#### YOUR INSTRUCTIONS:
Find the line containing "and hands the" in the records below. Copy exactly that line and each one after it, ending at the line containing "use serde::Serialize;", and nothing more.

#### EXTRACTED ENTRIES:
//! Sensor subsystem: individual drivers and the typed reading they emit.
//!
//! Every driver implements [`SensorPort`](crate::app::ports::SensorPort)
//! and hands the acquisition scheduler a [`Reading`] whose [`Sample`]
//! variant identifies the physical quantity.  The scheduler copies the
//! payload into `SystemState` and drops the reading.

pub mod climate;
pub mod heating;
pub mod mos;
pub mod mq2;
pub mod mq7;
pub mod outdoor;
pub mod power_rail;
pub mod tilt;

use log::{debug, info, warn};
use serde::Serialize;

use crate::error::SensorError;
use crate::time::Millis;

/// Which physical sensor a driver fronts.
#[derive(Debug, Clone, Copy, PartialEq, Eq, Hash, Serialize)]
pub enum SensorKind {
    /// BME280 interior temperature / humidity / pressure.
    Climate,
    /// DS18B20 exterior probe.
    Outdoor,
    /// MPU6050 inclinometer.
    Tilt,
    /// MQ7 carbon monoxide.
    CarbonMonoxide,
    /// MQ2 LPG / smoke.
    Combustible,
    /// INA226 on the 12 V rail.
    Rail12v,
    /// INA226 on the 5 V rail.
    Rail5v,
}

impl SensorKind {
    pub const fn name(self) -> &'static str {
        match self {
            Self::Climate => "BME280",
            Self::Outdoor => "DS18B20",
            Self::Tilt => "MPU6050",
            Self::CarbonMonoxide => "MQ7",
            Self::Combustible => "MQ2",
            Self::Rail12v => "INA226-12V",
            Self::Rail5v => "INA226-5V",
        }
    }

    /// Gas sensors gate alerts behind their warm-up.
    pub const fn is_gas(self) -> bool {
        matches!(self, Self::CarbonMonoxide | Self::Combustible)
    }
}

/// Engineering-unit payload of one reading.
#[derive(Debug, Clone, Copy, PartialEq)]
pub enum Sample {
    Climate {
        temperature_c: f32,
        humidity_percent: f32,
        pressure_hpa: f32,
    },
    Outdoor {
        temperature_c: f32,
    },
    Tilt {
        roll_deg: f32,
        pitch_deg: f32,
        total_deg: f32,
        die_temperature_c: f32,
        calibrated: bool,
    },
    CarbonMonoxide {
        ppm: f32,
    },
    Combustible {
        lpg_ppm: f32,
        smoke_ppm: f32,
    },
    Rail {
        rail: Rail,
        bus_voltage: f32,
        current_a: f32,
        power_w: f32,
    },
}

/// The two monitored supply rails.
#[derive(Debug, Clone, Copy, PartialEq, Eq, Hash)]
pub enum Rail {
    V12,
    V5,
}

/// A timestamped sample produced by one successful poll.
#[derive(Debug, Clone, Copy, PartialEq)]
pub struct Reading {
    /// ADC count for analog sensors; 0 for digital ones.
    pub raw: u16,
    pub sample: Sample,
    /// The sensor itself vouches for this sample (warm-up / heater phase).
    pub valid: bool,
    pub timestamp: Millis,
}

impl Reading {
    pub const fn new(raw: u16, sample: Sample, valid: bool, timestamp: Millis) -> Self {
        Self {
            raw,
            sample,
            valid,
            timestamp,
        }
    }
}

/// Edge-triggered logging of a driver's read failures.  The first failure
/// of a run is a `warn!`, repeats go to `debug!`, and recovery is logged
/// once.
#[derive(Debug, Clone, Copy, Default)]
pub struct FaultLatch {
    failing: bool,
}

impl FaultLatch {
    pub fn fail(&mut self, name: &str, err: SensorError) {
        if self.failing {
            debug!("{name}: {err}");
        } else {
            warn!("{name}: {err}");
            self.failing = true;
        }
    }

    pub fn clear(&mut self, name: &str) {
        if self.failing {
            info!("{name}: reads recovered");
            self.failing = false;
        }
    }

    pub fn is_failing(&self) -> bool {
        self.failing
    }
}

#### TASK SOLUTION:
//! and hands the acquisition scheduler a [`Reading`] whose [`Sample`]
//! variant identifies the physical quantity.  The scheduler copies the
//! payload into `SystemState` and drops the reading.

pub mod climate;
pub mod heating;
pub mod mos;
pub mod mq2;
pub mod mq7;
pub mod outdoor;
pub mod power_rail;
pub mod tilt;

use log::{debug, info, warn};
use serde::Serialize;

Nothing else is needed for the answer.